Literature DB >> 17786924

Regulation of monocarboxylate transporter 1 (MCT1) promoter by butyrate in human intestinal epithelial cells: involvement of NF-kappaB pathway.

Alip Borthakur1, Seema Saksena, Ravinder K Gill, Waddah A Alrefai, Krishnamurthy Ramaswamy, Pradeep K Dudeja.   

Abstract

Butyrate, a short chain fatty acid (SCFA) produced by bacterial fermentation of undigested carbohydrates in the colon, constitutes the major fuel for colonocytes. We have earlier shown the role of apically localized monocarboxylate transporter isoform 1 (MCT1) in transport of butyrate into human colonic Caco-2 cells.
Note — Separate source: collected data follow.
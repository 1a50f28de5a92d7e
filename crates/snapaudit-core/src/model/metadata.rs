use serde::{Deserialize, Serialize};
use serde_json::Value;
use std::collections::BTreeMap;

/// Immutable structured metadata
///
/// Holds arbitrary JSON values keyed by name. There are no in-place
/// mutators: `with` and `without` return a new value, so a change to a
/// metadata field always replaces the field wholesale and the store always
/// rewrites the full value. Keys are kept sorted, which makes the JSON
/// encoding canonical.
#[derive(Debug, Clone, PartialEq, Eq, Default, Serialize, Deserialize)]
#[serde(transparent)]
pub struct Metadata(BTreeMap<String, Value>);

impl Metadata {
    pub fn new() -> Self {
        Self(BTreeMap::new())
    }

    /// Build metadata from a JSON value
    ///
    /// Returns `None` unless the value is a JSON object.
    pub fn from_object(value: &Value) -> Option<Self> {
        value.as_object().map(|obj| {
            Self(
                obj.iter()
                    .map(|(k, v)| (k.clone(), v.clone()))
                    .collect(),
            )
        })
    }

    pub fn get(&self, key: &str) -> Option<&Value> {
        self.0.get(key)
    }

    /// Get a string value by key
    pub fn get_str(&self, key: &str) -> Option<&str> {
        self.0.get(key).and_then(Value::as_str)
    }

    pub fn contains_key(&self, key: &str) -> bool {
        self.0.contains_key(key)
    }

    pub fn keys(&self) -> impl Iterator<Item = &String> {
        self.0.keys()
    }

    pub fn iter(&self) -> impl Iterator<Item = (&String, &Value)> {
        self.0.iter()
    }

    pub fn len(&self) -> usize {
        self.0.len()
    }

    pub fn is_empty(&self) -> bool {
        self.0.is_empty()
    }

    /// Return a copy with `key` set to `value`
    #[must_use]
    pub fn with(&self, key: impl Into<String>, value: impl Into<Value>) -> Self {
        let mut data = self.0.clone();
        data.insert(key.into(), value.into());
        Self(data)
    }

    /// Return a copy without `key`
    #[must_use]
    pub fn without(&self, key: &str) -> Self {
        let mut data = self.0.clone();
        data.remove(key);
        Self(data)
    }

    /// Keys whose values differ between `self` and `other`, sorted
    pub fn changed_keys(&self, other: &Metadata) -> Vec<String> {
        let mut keys: Vec<String> = self
            .0
            .keys()
            .chain(other.0.keys())
            .filter(|k| self.0.get(*k) != other.0.get(*k))
            .cloned()
            .collect();
        keys.sort();
        keys.dedup();
        keys
    }

    pub fn to_value(&self) -> Value {
        Value::Object(
            self.0
                .iter()
                .map(|(k, v)| (k.clone(), v.clone()))
                .collect(),
        )
    }
}

impl FromIterator<(String, Value)> for Metadata {
    fn from_iter<I: IntoIterator<Item = (String, Value)>>(iter: I) -> Self {
        Self(iter.into_iter().collect())
    }
}

impl From<BTreeMap<String, Value>> for Metadata {
    fn from(data: BTreeMap<String, Value>) -> Self {
        Self(data)
    }
}

impl From<Metadata> for BTreeMap<String, Value> {
    fn from(metadata: Metadata) -> Self {
        metadata.0
    }
}

#[cfg(test)]
mod tests {
    use super::*;
    use serde_json::json;

    #[test]
    fn test_with_returns_new_value() {
        let original = Metadata::new().with("is_disabled", false);
        let updated = original.with("is_disabled", true);

        assert_eq!(original.get("is_disabled"), Some(&json!(false)));
        assert_eq!(updated.get("is_disabled"), Some(&json!(true)));
    }

    #[test]
    fn test_without_leaves_original_untouched() {
        let original = Metadata::new().with("a", 1).with("b", 2);
        let trimmed = original.without("a");

        assert!(original.contains_key("a"));
        assert!(!trimmed.contains_key("a"));
        assert_eq!(trimmed.len(), 1);
    }

    #[test]
    fn test_from_object_rejects_non_objects() {
        assert!(Metadata::from_object(&json!([1, 2])).is_none());
        let meta = Metadata::from_object(&json!({"Name": "alice"})).unwrap();
        assert_eq!(meta.get_str("Name"), Some("alice"));
    }

    #[test]
    fn test_serializes_with_sorted_keys() {
        let meta = Metadata::new().with("zeta", 1).with("alpha", 2);
        assert_eq!(
            serde_json::to_string(&meta).unwrap(),
            r#"{"alpha":2,"zeta":1}"#
        );
    }

    #[test]
    fn test_changed_keys() {
        let a = Metadata::new().with("x", 1).with("y", 2);
        let b = Metadata::new().with("y", 3).with("z", 4);
        assert_eq!(a.changed_keys(&b), vec!["x", "y", "z"]);
        assert!(a.changed_keys(&a.clone()).is_empty());
    }
}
In an effort to study the regulation of MCT1 gene, we and others have cloned the promoter region of the MCT1 gene and identified cis elements for key transcription factors. A previous study has shown up-regulation of MCT1 expression, and activity by butyrate in AA/C1 human colonic epithelial cells, however, the detailed mechanisms of this up-regulation are not known. In this study, we demonstrate that butyrate, a substrate for MCT1, stimulates MCT1 promoter activity in Caco-2 cells. This effect was dose dependent and specific to butyrate as other predominant SCFAs, acetate, and propionate, were ineffective. Utilizing progressive deletion constructs of the MCT1 promoter, we showed that the putative butyrate responsive elements are in the -229/+91 region of the promoter. Butyrate stimulation of the MCT1 promoter was found to be independent of PKC, PKA, and tyrosine kinases. However, specific inhibitors of the NF-kappaB pathway, lactacystein (LC), and caffeic acid phenyl ester (CAPE) significantly reduced the MCT1 promoter stimulation by butyrate. Also, butyrate directly stimulated NF-kappaB-dependent luciferase reporter activity. Histone deacetylase (HDAC) inhibitor trichostatin A (TSA) also stimulated MCT1 promoter activity, however, unlike butyrate, this stimulation was unaltered by the NF-kappaB inhibitors. Further, the combined effect of butyrate, and TSA on MCT1 promoter activity was additive, indicating that their mechanisms of action were independent. Our results demonstrate the involvement of NF-kappaB pathway in the regulation of MCT1 promoter activity by butyrate. 2007 Wiley-Liss, Inc.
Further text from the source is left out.